Akin to a certain Craig Finn of Hold Steady fame, but much more intensely personal, Berninger has a keen ability to transplant blue-bloods into his elder’s shoes. “Lay the young blue bodies / With the old red violets” he envisions on “Afraid of Everyone” one of High Violet‘s many highlights. It is not difficult to imagine Berninger himself as the metaphorical undertaker, completely wrapped in a black shroud. Constantly laying down his youthful ambitions alongside his experience and lost dreams, he always approaches these touchy topics with a rational gravitas. Every word that exits his lips, half mumbled or not, is life-changing, with fate resting on the hinges of each syllable. The National back Berninger with their sweeping melodies, subtle strings and tempered guitar riffs – not to mention Bryan Devendorf’s exceptional drumming. Every aspect of their music speaks to their experience. Truthfully, though, they hit this stride with Sad Songs for Dirty Lovers, their second fucking record.

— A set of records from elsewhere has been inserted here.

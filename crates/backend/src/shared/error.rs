use axum::http::StatusCode;
use axum::response::{IntoResponse, Response};
use axum::Json;
use contracts::shared::error::{MessageErrorResponse, ValidationErrorResponse};
use contracts::shared::validation::FieldError;
use thiserror::Error;

/// Ошибки API
///
/// Каждый вариант однозначно отображается на HTTP-статус и тело ответа.
#[derive(Debug, Error)]
pub enum ApiError {
    /// Нарушены ограничения полей тела запроса
    #[error("Validation failed: {} error(s)", .0.len())]
    Validation(Vec<FieldError>),

    /// Нарушены ограничения query-параметров
    #[error("Constraint violation: {} error(s)", .0.len())]
    ConstraintViolation(Vec<FieldError>),

    /// Нарушено бизнес-правило (например, min > max)
    #[error("Invalid request: {0}")]
    InvalidArgument(String),

    /// Конфликт с существующими данными (дубликат имени коллекции)
    #[error("Conflict: {0}")]
    Conflict(String),

    #[error("Not found")]
    NotFound,

    /// Ошибка хранилища или иная непредвиденная ошибка
    #[error(transparent)]
    Internal(#[from] anyhow::Error),
}

impl ApiError {
    pub fn status(&self) -> StatusCode {
        match self {
            ApiError::Validation(_)
            | ApiError::ConstraintViolation(_)
            | ApiError::InvalidArgument(_) => StatusCode::BAD_REQUEST,
            ApiError::Conflict(_) => StatusCode::CONFLICT,
            ApiError::NotFound => StatusCode::NOT_FOUND,
            ApiError::Internal(_) => StatusCode::INTERNAL_SERVER_ERROR,
        }
    }
}

impl From<sea_orm::DbErr> for ApiError {
    fn from(e: sea_orm::DbErr) -> Self {
        ApiError::Internal(e.into())
    }
}

impl IntoResponse for ApiError {
    fn into_response(self) -> Response {
        let status = self.status();
        match self {
            ApiError::Validation(errors) => (
                status,
                Json(ValidationErrorResponse {
                    status: status.as_u16(),
                    error: "Validation failed".into(),
                    errors,
                }),
            )
                .into_response(),
            ApiError::ConstraintViolation(errors) => (
                status,
                Json(ValidationErrorResponse {
                    status: status.as_u16(),
                    error: "Constraint violation".into(),
                    errors: errors.into_iter().map(FieldError::into_path).collect(),
                }),
            )
                .into_response(),
            ApiError::InvalidArgument(message) => (
                status,
                Json(MessageErrorResponse {
                    status: status.as_u16(),
                    error: "Invalid request".into(),
                    message,
                }),
            )
                .into_response(),
            ApiError::Conflict(message) => (
                status,
                Json(MessageErrorResponse {
                    status: status.as_u16(),
                    error: "Conflict".into(),
                    message,
                }),
            )
                .into_response(),
            ApiError::NotFound => status.into_response(),
            ApiError::Internal(e) => {
                tracing::error!("Unhandled error: {:#}", e);
                status.into_response()
            }
        }
    }
}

But if being mature were a drawback then this band would not have ascended to their current heights in such a short period of time. In 2007, nearly twenty years into their musical careers (though not necessarily as The National), and after three well-received records, they were opening for Arcade Fire. By 2009, The National’s myth had built to a burst and now, in 2013, you’d be hard pressed to find them opening for anybody in a single-show setting. For most who have fallen for this Brooklyn by-way-of Ohio band, it’s always seemed simultaneously obvious and bizarrely unrealized. The National entered our perception as wise elders – a strange state of affairs, indeed – and with Trouble Will Find Me, their newest masterclass, they continue to transition into their forties with an immaculate grace and swelling energy. There’s not just life in the old dog; there’s something passionately electric.